[[ MATERIALS PROVIDED open ]]

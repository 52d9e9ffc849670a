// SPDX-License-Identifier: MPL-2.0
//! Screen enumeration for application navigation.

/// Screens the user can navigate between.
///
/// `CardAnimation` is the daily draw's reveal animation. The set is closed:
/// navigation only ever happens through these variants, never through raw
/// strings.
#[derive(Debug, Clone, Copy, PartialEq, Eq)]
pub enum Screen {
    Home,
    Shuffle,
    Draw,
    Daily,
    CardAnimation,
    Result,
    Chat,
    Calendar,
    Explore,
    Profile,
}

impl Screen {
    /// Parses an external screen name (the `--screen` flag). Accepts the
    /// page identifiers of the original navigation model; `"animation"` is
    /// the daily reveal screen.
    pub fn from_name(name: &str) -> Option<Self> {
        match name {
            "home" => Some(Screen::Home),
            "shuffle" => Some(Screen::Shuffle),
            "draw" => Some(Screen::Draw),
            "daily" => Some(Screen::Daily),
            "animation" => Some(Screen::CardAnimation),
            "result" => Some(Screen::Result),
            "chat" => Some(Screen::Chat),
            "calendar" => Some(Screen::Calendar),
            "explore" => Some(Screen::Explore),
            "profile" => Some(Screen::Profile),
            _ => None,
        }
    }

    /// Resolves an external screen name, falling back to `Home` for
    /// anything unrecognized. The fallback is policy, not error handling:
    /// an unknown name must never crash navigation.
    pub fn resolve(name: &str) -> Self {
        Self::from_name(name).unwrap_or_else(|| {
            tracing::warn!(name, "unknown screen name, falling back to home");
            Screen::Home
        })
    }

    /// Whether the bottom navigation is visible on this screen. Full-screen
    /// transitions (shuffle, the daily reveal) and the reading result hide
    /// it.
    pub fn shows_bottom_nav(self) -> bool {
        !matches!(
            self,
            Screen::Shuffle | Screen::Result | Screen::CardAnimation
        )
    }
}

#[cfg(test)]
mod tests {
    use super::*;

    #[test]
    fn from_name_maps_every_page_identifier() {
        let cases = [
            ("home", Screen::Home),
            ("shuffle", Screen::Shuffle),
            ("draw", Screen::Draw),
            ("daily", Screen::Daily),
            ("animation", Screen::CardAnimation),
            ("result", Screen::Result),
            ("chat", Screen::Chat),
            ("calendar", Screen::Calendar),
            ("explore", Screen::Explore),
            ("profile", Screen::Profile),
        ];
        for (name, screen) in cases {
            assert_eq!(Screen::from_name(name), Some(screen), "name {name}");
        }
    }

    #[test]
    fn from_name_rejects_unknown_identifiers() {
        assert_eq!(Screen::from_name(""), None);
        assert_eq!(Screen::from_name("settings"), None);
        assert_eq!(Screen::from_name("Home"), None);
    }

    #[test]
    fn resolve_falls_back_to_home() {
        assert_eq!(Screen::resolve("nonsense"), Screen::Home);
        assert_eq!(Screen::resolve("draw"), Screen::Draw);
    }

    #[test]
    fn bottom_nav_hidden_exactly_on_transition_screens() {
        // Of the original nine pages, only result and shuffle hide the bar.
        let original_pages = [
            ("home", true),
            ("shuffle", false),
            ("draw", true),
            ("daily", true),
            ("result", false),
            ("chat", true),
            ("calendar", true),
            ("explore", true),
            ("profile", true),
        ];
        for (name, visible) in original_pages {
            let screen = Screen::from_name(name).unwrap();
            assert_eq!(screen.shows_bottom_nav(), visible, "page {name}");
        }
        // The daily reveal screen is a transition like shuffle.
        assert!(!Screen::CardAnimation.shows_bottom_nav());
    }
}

[[ MATERIALS PROVIDED closed ]]
[[ MATERIALS PROVIDED open ]]

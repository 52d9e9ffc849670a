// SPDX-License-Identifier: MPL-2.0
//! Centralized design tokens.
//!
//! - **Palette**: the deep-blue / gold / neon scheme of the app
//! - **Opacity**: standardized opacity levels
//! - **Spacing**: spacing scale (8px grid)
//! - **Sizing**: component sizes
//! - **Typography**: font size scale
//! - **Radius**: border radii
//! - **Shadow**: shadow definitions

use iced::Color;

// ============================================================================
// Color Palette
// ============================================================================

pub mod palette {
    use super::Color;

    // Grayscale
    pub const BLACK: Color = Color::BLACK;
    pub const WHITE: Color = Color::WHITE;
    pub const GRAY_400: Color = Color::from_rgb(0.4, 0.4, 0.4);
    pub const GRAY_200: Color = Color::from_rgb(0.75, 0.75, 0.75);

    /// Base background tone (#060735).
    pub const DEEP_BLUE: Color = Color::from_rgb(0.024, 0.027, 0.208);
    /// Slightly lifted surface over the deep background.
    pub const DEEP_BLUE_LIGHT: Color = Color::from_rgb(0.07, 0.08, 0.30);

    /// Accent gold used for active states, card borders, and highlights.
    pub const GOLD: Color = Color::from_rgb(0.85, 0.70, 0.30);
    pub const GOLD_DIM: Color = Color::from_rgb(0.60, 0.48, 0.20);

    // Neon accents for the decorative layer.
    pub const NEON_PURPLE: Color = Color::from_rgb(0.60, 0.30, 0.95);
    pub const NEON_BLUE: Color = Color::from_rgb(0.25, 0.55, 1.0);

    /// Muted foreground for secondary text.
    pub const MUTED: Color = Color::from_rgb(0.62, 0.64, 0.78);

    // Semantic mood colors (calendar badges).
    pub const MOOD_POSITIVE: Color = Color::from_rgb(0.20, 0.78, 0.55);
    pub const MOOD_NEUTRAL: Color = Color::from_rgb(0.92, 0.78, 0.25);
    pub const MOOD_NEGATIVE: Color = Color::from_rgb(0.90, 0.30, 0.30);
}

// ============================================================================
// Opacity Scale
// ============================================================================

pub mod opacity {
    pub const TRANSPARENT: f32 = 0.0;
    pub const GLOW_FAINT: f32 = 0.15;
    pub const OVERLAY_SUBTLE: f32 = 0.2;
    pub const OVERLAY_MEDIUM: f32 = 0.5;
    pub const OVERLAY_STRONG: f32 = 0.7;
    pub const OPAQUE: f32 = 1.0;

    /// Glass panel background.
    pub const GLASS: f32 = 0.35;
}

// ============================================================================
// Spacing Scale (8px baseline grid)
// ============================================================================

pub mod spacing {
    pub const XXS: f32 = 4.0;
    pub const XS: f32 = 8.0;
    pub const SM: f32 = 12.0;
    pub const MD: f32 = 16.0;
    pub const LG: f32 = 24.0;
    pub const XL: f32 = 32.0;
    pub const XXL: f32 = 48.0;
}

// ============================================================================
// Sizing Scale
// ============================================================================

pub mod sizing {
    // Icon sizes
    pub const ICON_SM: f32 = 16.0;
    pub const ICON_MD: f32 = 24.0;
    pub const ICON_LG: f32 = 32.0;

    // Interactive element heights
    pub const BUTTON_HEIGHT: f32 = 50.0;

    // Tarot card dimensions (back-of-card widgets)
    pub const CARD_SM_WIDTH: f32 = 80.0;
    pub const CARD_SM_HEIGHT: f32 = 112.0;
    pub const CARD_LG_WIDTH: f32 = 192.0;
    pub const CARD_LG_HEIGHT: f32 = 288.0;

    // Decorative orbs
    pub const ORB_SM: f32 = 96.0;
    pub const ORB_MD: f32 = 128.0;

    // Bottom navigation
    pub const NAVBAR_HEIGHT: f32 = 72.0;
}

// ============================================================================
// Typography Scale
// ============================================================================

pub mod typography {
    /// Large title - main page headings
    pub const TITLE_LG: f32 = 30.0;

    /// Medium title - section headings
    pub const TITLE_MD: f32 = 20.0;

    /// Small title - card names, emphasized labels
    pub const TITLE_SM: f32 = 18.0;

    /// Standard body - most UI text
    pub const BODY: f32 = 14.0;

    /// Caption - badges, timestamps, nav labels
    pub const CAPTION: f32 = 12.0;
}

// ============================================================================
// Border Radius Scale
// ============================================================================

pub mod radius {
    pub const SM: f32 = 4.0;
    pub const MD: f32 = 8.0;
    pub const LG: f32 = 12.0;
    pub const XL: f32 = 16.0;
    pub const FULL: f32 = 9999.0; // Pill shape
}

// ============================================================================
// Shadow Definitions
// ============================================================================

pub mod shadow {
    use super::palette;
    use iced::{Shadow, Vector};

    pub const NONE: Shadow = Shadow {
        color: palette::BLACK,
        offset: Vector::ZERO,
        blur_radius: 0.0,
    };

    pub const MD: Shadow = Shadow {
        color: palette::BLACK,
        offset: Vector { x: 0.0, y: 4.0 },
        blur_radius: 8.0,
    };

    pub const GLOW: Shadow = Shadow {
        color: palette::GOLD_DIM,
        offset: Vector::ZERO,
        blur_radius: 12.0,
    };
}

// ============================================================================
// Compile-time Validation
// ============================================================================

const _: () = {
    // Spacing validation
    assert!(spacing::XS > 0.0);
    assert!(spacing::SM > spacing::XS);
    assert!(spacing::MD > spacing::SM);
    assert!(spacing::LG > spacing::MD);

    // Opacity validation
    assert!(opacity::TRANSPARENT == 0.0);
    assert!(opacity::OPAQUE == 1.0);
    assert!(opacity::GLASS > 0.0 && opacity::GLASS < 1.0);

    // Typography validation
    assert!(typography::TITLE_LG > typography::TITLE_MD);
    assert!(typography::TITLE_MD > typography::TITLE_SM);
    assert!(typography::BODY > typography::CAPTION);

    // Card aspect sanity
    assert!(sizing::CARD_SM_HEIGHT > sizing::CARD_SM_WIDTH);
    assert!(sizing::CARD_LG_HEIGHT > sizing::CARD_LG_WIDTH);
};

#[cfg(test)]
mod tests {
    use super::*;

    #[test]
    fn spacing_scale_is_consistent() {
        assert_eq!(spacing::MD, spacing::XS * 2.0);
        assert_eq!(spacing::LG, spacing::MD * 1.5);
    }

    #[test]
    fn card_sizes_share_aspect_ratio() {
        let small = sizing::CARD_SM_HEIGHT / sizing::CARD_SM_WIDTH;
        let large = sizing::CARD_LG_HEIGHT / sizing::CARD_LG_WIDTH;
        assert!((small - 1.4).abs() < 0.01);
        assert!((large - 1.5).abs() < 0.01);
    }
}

[[ MATERIALS PROVIDED closed ]]

» **YOUR INSTRUCTIONS**
Could you reproduce exactly the lines of the entries above, from the one with "pub mod palette" through the one with "pub const DEEP_BLUE: Color", and nothing else?

» **PROBLEM SOLUTION**
pub mod palette {
    use super::Color;

    // Grayscale
    pub const BLACK: Color = Color::BLACK;
    pub const WHITE: Color = Color::WHITE;
    pub const GRAY_400: Color = Color::from_rgb(0.4, 0.4, 0.4);
    pub const GRAY_200: Color = Color::from_rgb(0.75, 0.75, 0.75);

    /// Base background tone (#060735).
    pub const DEEP_BLUE: Color = Color::from_rgb(0.024, 0.027, 0.208);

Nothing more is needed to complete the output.